All’epoca lo Shuttle disponeva di sedili ejettabili che permettevano ai due membri dell'equipaggio (non erano ancora 7, come nelle ultime missioni) di abbandonare il velivolo in caso di emergenza durante le fasi di decollo o rientro. Dopo i primi 4 voli di test, lo Space Shuttle inizia la fase operativa del programma e comincia a mettere in orbita satelliti acquisendo velocemente il monopolio del mercato statunitense per i lanci di satelliti, sia pubblici che privati, militari o civili. © Nasa

In seguito, nell'aprile 1981, pilotò il primo volo dello Space Shuttle (missione STS-1): una missione di rischio assoluto su un velivolo sperimentale che non aveva mai volato prima nello spazio. Tornò per l'ultima volta nello spazio nel 1983, di nuovo con lo Space Shuttle (STS-9), per portare in orbita per la prima volta lo spacelab, un laboratorio per effettuare esperimenti in condizioni di microgravità.

Era l’uomo dei voli doppi: due Apollo, due Shuttle e, a inizio carriera, due Gemini (3 e 10).

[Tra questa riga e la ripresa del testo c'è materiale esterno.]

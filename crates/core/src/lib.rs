//! Magnitude core types: resource identities, concurrency tokens, cached records
//! and the error taxonomy shared by every engine component.

#![forbid(unsafe_code)]

pub mod config;
mod error;

use std::cmp::Ordering;
use std::fmt;

use chrono::{DateTime, Utc};
use serde::{Deserialize, Serialize};
use serde_json::Value as Json;
use smallvec::SmallVec;
use uuid::Uuid;

pub use config::{DocumentLimits, EngineConfig};
pub use error::{SyncError, SyncResult};

/// Generic, schema-less resource document. Maps keep insertion order.
pub type Document = Json;

pub type Uid = [u8; 16];

/// Unique key of a cluster resource. Ordering is (group, kind, namespace, name),
/// which is also the order of cache snapshots.
#[derive(Debug, Clone, PartialEq, Eq, Hash, PartialOrd, Ord, Serialize, Deserialize)]
pub struct ResourceIdentity {
    pub api_group: String,
    pub kind: String,
    pub namespace: Option<String>,
    pub name: String,
}

impl ResourceIdentity {
    pub fn new(api_group: impl Into<String>, kind: impl Into<String>, namespace: Option<&str>, name: impl Into<String>) -> Self {
        Self { api_group: api_group.into(), kind: kind.into(), namespace: namespace.map(|s| s.to_string()), name: name.into() }
    }

    pub fn is_namespaced(&self) -> bool { self.namespace.is_some() }

    /// Identity of the Namespace object this resource lives in, if any.
    pub fn namespace_identity(&self) -> Option<ResourceIdentity> {
        self.namespace.as_deref().map(|ns| ResourceIdentity::new("", "Namespace", None, ns))
    }

    /// Extract the identity from a full document (`apiVersion`, `kind`, `metadata.name`,
    /// optional `metadata.namespace`).
    pub fn from_document(doc: &Document) -> SyncResult<Self> {
        let api_version = doc
            .get("apiVersion")
            .and_then(|v| v.as_str())
            .ok_or_else(|| SyncError::MalformedDocument("missing apiVersion".into()))?;
        let kind = doc
            .get("kind")
            .and_then(|v| v.as_str())
            .filter(|s| !s.is_empty())
            .ok_or_else(|| SyncError::MalformedDocument("missing kind".into()))?;
        let meta = doc.get("metadata");
        let name = meta
            .and_then(|m| m.get("name"))
            .and_then(|v| v.as_str())
            .filter(|s| !s.is_empty())
            .ok_or_else(|| SyncError::MalformedDocument("missing metadata.name".into()))?;
        let namespace = meta
            .and_then(|m| m.get("namespace"))
            .and_then(|v| v.as_str())
            .filter(|s| !s.is_empty());
        let (group, _version) = split_api_version(api_version);
        Ok(ResourceIdentity::new(group, kind, namespace, name))
    }
}

impl fmt::Display for ResourceIdentity {
    fn fmt(&self, f: &mut fmt::Formatter<'_>) -> fmt::Result {
        if !self.api_group.is_empty() {
            write!(f, "{}/", self.api_group)?;
        }
        match &self.namespace {
            Some(ns) => write!(f, "{} {}/{}", self.kind, ns, self.name),
            None => write!(f, "{} {}", self.kind, self.name),
        }
    }
}

/// Split `apps/v1` into `("apps", "v1")` and `v1` into `("", "v1")`.
pub fn split_api_version(api_version: &str) -> (&str, &str) {
    match api_version.split_once('/') {
        Some((g, v)) => (g, v),
        None => ("", api_version),
    }
}

/// Opaque version marker assigned by the cluster (Kubernetes `resourceVersion`).
///
/// Tokens are ordered by length first and then bytewise. For the decimal strings
/// the API server hands out this equals numeric order; for anything else it is
/// still a total order consistent with equality.
#[derive(Debug, Clone, PartialEq, Eq, Hash, Serialize, Deserialize)]
#[serde(transparent)]
pub struct ConcurrencyToken(String);

impl ConcurrencyToken {
    pub fn new(s: impl Into<String>) -> Self { Self(s.into()) }
    pub fn as_str(&self) -> &str { &self.0 }
    pub fn is_newer_than(&self, other: &ConcurrencyToken) -> bool { self > other }
}

impl Ord for ConcurrencyToken {
    fn cmp(&self, other: &Self) -> Ordering {
        self.0.len().cmp(&other.0.len()).then_with(|| self.0.as_bytes().cmp(other.0.as_bytes()))
    }
}

impl PartialOrd for ConcurrencyToken {
    fn partial_cmp(&self, other: &Self) -> Option<Ordering> { Some(self.cmp(other)) }
}

impl fmt::Display for ConcurrencyToken {
    fn fmt(&self, f: &mut fmt::Formatter<'_>) -> fmt::Result { f.write_str(&self.0) }
}

impl From<&str> for ConcurrencyToken {
    fn from(s: &str) -> Self { Self(s.to_string()) }
}

/// Last known state of one resource, as held by the cache.
#[derive(Debug, Clone, PartialEq, Serialize, Deserialize)]
pub struct ResourceRecord {
    pub identity: ResourceIdentity,
    pub api_version: String,
    pub uid: Option<Uid>,
    pub token: ConcurrencyToken,
    /// Whole document without `status` (metadata included).
    pub spec: Document,
    /// Server-populated status subtree; `null` when the object has none.
    pub status: Document,
    pub observed_at: DateTime<Utc>,
}

impl ResourceRecord {
    /// Build a record from a server-returned document. The document must carry
    /// `metadata.resourceVersion`.
    pub fn from_document(mut doc: Document) -> SyncResult<Self> {
        let identity = ResourceIdentity::from_document(&doc)?;
        let api_version = doc.get("apiVersion").and_then(|v| v.as_str()).unwrap_or_default().to_string();
        let meta = doc.get("metadata");
        let token = meta
            .and_then(|m| m.get("resourceVersion"))
            .and_then(|v| v.as_str())
            .filter(|s| !s.is_empty())
            .map(ConcurrencyToken::new)
            .ok_or_else(|| SyncError::MalformedDocument(format!("{} has no metadata.resourceVersion", identity)))?;
        let uid = meta
            .and_then(|m| m.get("uid"))
            .and_then(|v| v.as_str())
            .and_then(|s| Uuid::parse_str(s).ok())
            .map(|u| *u.as_bytes());
        let status = doc.as_object_mut().and_then(|o| o.remove("status")).unwrap_or(Json::Null);
        Ok(Self { identity, api_version, uid, token, spec: doc, status, observed_at: Utc::now() })
    }

    /// Full document (spec plus status, status last).
    pub fn to_document(&self) -> Document {
        let mut doc = self.spec.clone();
        if !self.status.is_null() {
            if let Some(obj) = doc.as_object_mut() {
                obj.insert("status".into(), self.status.clone());
            }
        }
        doc
    }

    pub fn metadata(&self) -> Option<&serde_json::Map<String, Json>> {
        self.spec.get("metadata").and_then(|m| m.as_object())
    }

    pub fn labels(&self) -> SmallVec<[(String, String); 8]> {
        let mut out = SmallVec::new();
        if let Some(lbls) = self.metadata().and_then(|m| m.get("labels")).and_then(|l| l.as_object()) {
            for (k, v) in lbls.iter() {
                if let Some(val) = v.as_str() {
                    out.push((k.clone(), val.to_string()));
                }
            }
        }
        out
    }

    pub fn label(&self, key: &str) -> Option<&str> {
        self.metadata().and_then(|m| m.get("labels")).and_then(|l| l.get(key)).and_then(|v| v.as_str())
    }
}

/// A YAML edit submitted by the presentation layer. `base_token = None` asks for a create.
#[derive(Debug, Clone, Serialize, Deserialize)]
pub struct EditProposal {
    pub identity: ResourceIdentity,
    pub proposed_yaml: String,
    pub base_token: Option<ConcurrencyToken>,
}

/// Group/Version/Kind of a watched resource stream.
#[derive(Debug, Clone, PartialEq, Eq, Hash, PartialOrd, Ord, Serialize, Deserialize)]
pub struct WatchedKind {
    pub group: String,
    pub version: String,
    pub kind: String,
}

impl WatchedKind {
    pub fn new(group: &str, version: &str, kind: &str) -> Self {
        Self { group: group.to_string(), version: version.to_string(), kind: kind.to_string() }
    }

    /// Parse `v1/Kind` or `group/v1/Kind`.
    pub fn parse(key: &str) -> SyncResult<Self> {
        let parts: Vec<&str> = key.trim().split('/').collect();
        match parts.as_slice() {
            [version, kind] if !version.is_empty() && !kind.is_empty() => Ok(Self::new("", version, kind)),
            [group, version, kind] if !group.is_empty() && !version.is_empty() && !kind.is_empty() => Ok(Self::new(group, version, kind)),
            _ => Err(SyncError::MalformedDocument(format!("invalid gvk key: {} (expect v1/Kind or group/v1/Kind)", key))),
        }
    }

    pub fn key(&self) -> String {
        if self.group.is_empty() {
            format!("{}/{}", self.version, self.kind)
        } else {
            format!("{}/{}/{}", self.group, self.version, self.kind)
        }
    }

    pub fn api_version(&self) -> String {
        if self.group.is_empty() { self.version.clone() } else { format!("{}/{}", self.group, self.version) }
    }

    pub fn matches(&self, identity: &ResourceIdentity) -> bool {
        self.group == identity.api_group && self.kind == identity.kind
    }
}

impl fmt::Display for WatchedKind {
    fn fmt(&self, f: &mut fmt::Formatter<'_>) -> fmt::Result { f.write_str(&self.key()) }
}

/// A watched kind narrowed to an optional namespace. This is the unit the watcher
/// lists and the cache replaces on re-list.
#[derive(Debug, Clone, PartialEq, Eq, Hash, Serialize, Deserialize)]
pub struct KindScope {
    pub kind: WatchedKind,
    pub namespace: Option<String>,
}

impl KindScope {
    pub fn new(kind: WatchedKind, namespace: Option<&str>) -> Self {
        Self { kind, namespace: namespace.map(|s| s.to_string()) }
    }

    pub fn contains(&self, identity: &ResourceIdentity) -> bool {
        if !self.kind.matches(identity) {
            return false;
        }
        match &self.namespace {
            Some(ns) => identity.namespace.as_deref() == Some(ns.as_str()),
            None => true,
        }
    }
}

impl fmt::Display for KindScope {
    fn fmt(&self, f: &mut fmt::Formatter<'_>) -> fmt::Result {
        write!(f, "{}@{}", self.kind.key(), self.namespace.as_deref().unwrap_or("(all)"))
    }
}

pub mod prelude {
    pub use super::{
        ConcurrencyToken, Document, EditProposal, KindScope, ResourceIdentity, ResourceRecord, SyncError, SyncResult, WatchedKind,
    };
}

#[cfg(test)]
mod tests {
    use super::*;

    #[test]
    fn token_order_is_numeric_for_decimal_versions() {
        let t = |s: &str| ConcurrencyToken::new(s);
        assert!(t("10").is_newer_than(&t("9")));
        assert!(t("100") > t("99"));
        assert!(!t("5").is_newer_than(&t("5")));
        assert_eq!(t("42").cmp(&t("42")), Ordering::Equal);
    }

    #[test]
    fn identity_from_document_reads_group_and_namespace() {
        let doc = serde_json::json!({
            "apiVersion": "apps/v1",
            "kind": "Deployment",
            "metadata": { "name": "web", "namespace": "prod" }
        });
        let id = ResourceIdentity::from_document(&doc).unwrap();
        assert_eq!(id, ResourceIdentity::new("apps", "Deployment", Some("prod"), "web"));
        assert_eq!(id.to_string(), "apps/Deployment prod/web");
    }

    #[test]
    fn identity_errors_name_the_missing_field() {
        let e = ResourceIdentity::from_document(&serde_json::json!({ "kind": "Pod", "metadata": { "name": "x" } })).unwrap_err();
        assert!(e.to_string().contains("missing apiVersion"), "e={}", e);
        let e = ResourceIdentity::from_document(&serde_json::json!({ "apiVersion": "v1", "metadata": { "name": "x" } })).unwrap_err();
        assert!(e.to_string().contains("missing kind"), "e={}", e);
        let e = ResourceIdentity::from_document(&serde_json::json!({ "apiVersion": "v1", "kind": "Pod", "metadata": {} })).unwrap_err();
        assert!(e.to_string().contains("missing metadata.name"), "e={}", e);
    }

    #[test]
    fn record_splits_status_and_parses_uid() {
        let doc = serde_json::json!({
            "apiVersion": "v1",
            "kind": "Pod",
            "metadata": {
                "name": "foo",
                "namespace": "ns",
                "resourceVersion": "5",
                "uid": "6f1a4f8e-2c1b-4b7e-9a53-0c8b2b7a9d10"
            },
            "spec": { "containers": [] },
            "status": { "phase": "Running" }
        });
        let rec = ResourceRecord::from_document(doc.clone()).unwrap();
        assert_eq!(rec.token.as_str(), "5");
        assert!(rec.uid.is_some());
        assert!(rec.spec.get("status").is_none());
        assert_eq!(rec.status["phase"], "Running");
        assert_eq!(rec.to_document(), doc);
    }

    #[test]
    fn record_requires_resource_version() {
        let doc = serde_json::json!({ "apiVersion": "v1", "kind": "Pod", "metadata": { "name": "foo" } });
        assert!(matches!(ResourceRecord::from_document(doc), Err(SyncError::MalformedDocument(_))));
    }

    #[test]
    fn gvk_keys_parse_and_render() {
        let k = WatchedKind::parse("apps/v1/Deployment").unwrap();
        assert_eq!(k.group, "apps");
        assert_eq!(k.key(), "apps/v1/Deployment");
        assert_eq!(WatchedKind::parse("v1/Pod").unwrap().api_version(), "v1");
        assert!(WatchedKind::parse("Pod").is_err());
        let scope = KindScope::new(WatchedKind::parse("v1/Pod").unwrap(), Some("ns"));
        assert!(scope.contains(&ResourceIdentity::new("", "Pod", Some("ns"), "a")));
        assert!(!scope.contains(&ResourceIdentity::new("", "Pod", Some("other"), "a")));
        assert!(!scope.contains(&ResourceIdentity::new("", "ConfigMap", Some("ns"), "a")));
    }
}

Come racconta Paolo Attivissimo:

Gli aneddoti sulla vita di John Young sono talmente tanti che rasentano l’improbabilità romanzesca. Durante la missione Gemini 3, nel 1965, portò a bordo di nascosto un vietatissimo tramezzino di carne e se lo mangiò in barba a tutte le norme della NASA. Durante la sua escursione lunare, si fece fotografare dal collega Charlie Duke per il tradizionale saluto alla bandiera mentre saltava sulla Luna. Contribuì a salvare gli astronauti di Apollo 13, coordinando sulla Terra il lavoro per improvvisare un filtro per l’aria usando solo i materiali presenti nel veicolo spaziale.

Riassunse così le domande sulla paura degli astronauti nel 1981 per lo Shuttle: “Chiunque si sieda in cima al sistema a propellente idrogeno-ossigeno più grande del mondo, sapendo che stanno per accenderne il fondo, e non si preoccupa un pochino, non capisce pienamente la situazione.”

Era ammirato dai suoi colleghi per la sua competenza, la sua schiettezza (la sua critica della NASA dopo il disastro dello Shuttle Challenger fu implacabile), la sua calma glaciale nelle condizioni più impegnative (90 pulsazioni al minuto durante il suo allunaggio; Neil Armstrong arrivò a 150) e il suo senso dell’umorismo secco e tagliente (“La cosa più pericolosa che facciamo a Houston è andare al lavoro in auto ogni giorno”).

Oltre a lavorare per la NASA come consulente aerospaziale dopo le sue sei missioni, si era dedicato alla salvaguardia dell’ambiente (“Se vuoi vedere una specie in pericolo, alzati e guardati allo specchio”; “La storia geologica della Terra è piuttosto chiara: dice, molto francamente, che le specie monoplanetarie non durano. In questo momento noi siamo una specie monoplanetaria. Dobbiamo rimediare”).

La sua biografia, Forever Young, è ricca di storie ed esperienze straordinarie.

Negli ultimi anni si era ritirato a vita privata, dopo aver lasciato la NASA a 74 anni. La sua scomparsa riduce a cinque gli astronauti che hanno camminato sulla Luna e sono ancora tra noi.